The result should be every line of the listing that holds the word "last".

------------

use std::collections::BTreeMap;

use qt_tensor::Tensor;

/// Non-trainable key holding the number of training steps applied.
pub const TRAIN_STEP_KEY: &str = "train_step";
/// Non-trainable key holding the last lhs calibration scale.
pub const LHS_SCALE_KEY: &str = "lhs_scale";
/// Non-trainable key holding the last rhs calibration scale.
pub const RHS_SCALE_KEY: &str = "rhs_scale";

/// A single non-trainable bookkeeping value.
#[derive(Debug, Clone, PartialEq)]
pub enum StateValue {
    /// An integer counter (e.g. the train step).
    Step(u64),
    /// A scalar statistic (e.g. a calibration scale).
    Scalar(f32),
}

impl StateValue {
    pub fn as_step(&self) -> Option<u64> {
        match self {
            StateValue::Step(s) => Some(*s),
            StateValue::Scalar(_) => None,
        }
    }

    pub fn as_scalar(&self) -> Option<f32> {
        match self {
            StateValue::Scalar(v) => Some(*v),
            StateValue::Step(_) => None,
        }
    }
}

/// Layer state: trainable parameters plus non-trainable bookkeeping.
///
/// The state is an immutable value. Layer calls never mutate it in place;
/// they return a new state, which keeps evaluation a pure function and
/// lets callers decide whether to adopt the update.
#[derive(Debug, Clone, Default)]
pub struct LayerState {
    trainable: BTreeMap<String, Tensor>,
    non_trainable: BTreeMap<String, StateValue>,
}

impl LayerState {
    pub fn new() -> Self {
        Self::default()
    }

    /// The trainable parameter map.
    pub fn trainable(&self) -> &BTreeMap<String, Tensor> {
        &self.trainable
    }

    /// The non-trainable bookkeeping map.
    pub fn non_trainable(&self) -> &BTreeMap<String, StateValue> {
        &self.non_trainable
    }

    /// Returns a state with the given trainable parameter added.
    pub fn with_trainable(mut self, name: &str, tensor: Tensor) -> Self {
        self.trainable.insert(name.to_string(), tensor);
        self
    }

    /// Returns a state with the given non-trainable entry added or replaced.
    pub fn with_non_trainable(mut self, name: &str, value: StateValue) -> Self {
        self.non_trainable.insert(name.to_string(), value);
        self
    }

    /// The train-step counter, if this layer tracks one.
    pub fn train_step(&self) -> Option<u64> {
        self.non_trainable
            .get(TRAIN_STEP_KEY)
            .and_then(StateValue::as_step)
    }

    /// A non-trainable scalar statistic by key.
    pub fn scalar(&self, key: &str) -> Option<f32> {
        self.non_trainable.get(key).and_then(StateValue::as_scalar)
    }
}

#[cfg(test)]
mod tests {
    use super::*;
    use qt_tensor::Shape;

    #[test]
    fn test_empty_state() {
        let s = LayerState::new();
        assert!(s.trainable().is_empty());
        assert!(s.non_trainable().is_empty());
        assert_eq!(s.train_step(), None);
    }

    #[test]
    fn test_train_step_round_trip() {
        let s = LayerState::new().with_non_trainable(TRAIN_STEP_KEY, StateValue::Step(3));
        assert_eq!(s.train_step(), Some(3));
        // The original value is untouched; updates build new states.
        let s2 = s
            .clone()
            .with_non_trainable(TRAIN_STEP_KEY, StateValue::Step(4));
        assert_eq!(s.train_step(), Some(3));
        assert_eq!(s2.train_step(), Some(4));
    }

    #[test]
    fn test_scalar_entries() {
        let s = LayerState::new().with_non_trainable(LHS_SCALE_KEY, StateValue::Scalar(0.25));
        assert_eq!(s.scalar(LHS_SCALE_KEY), Some(0.25));
        assert_eq!(s.scalar(RHS_SCALE_KEY), None);
        // A scalar never reads as a counter.
        assert_eq!(s.non_trainable()[LHS_SCALE_KEY].as_step(), None);
    }

    #[test]
    fn test_trainable_entries() {
        let s = LayerState::new().with_trainable("kernel", Tensor::ones(Shape::new(vec![2])));
        assert_eq!(s.trainable()["kernel"].shape().dims(), &[2]);
    }
}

------------

• _Reply_
/// Non-trainable key holding the last lhs calibration scale.
/// Non-trainable key holding the last rhs calibration scale.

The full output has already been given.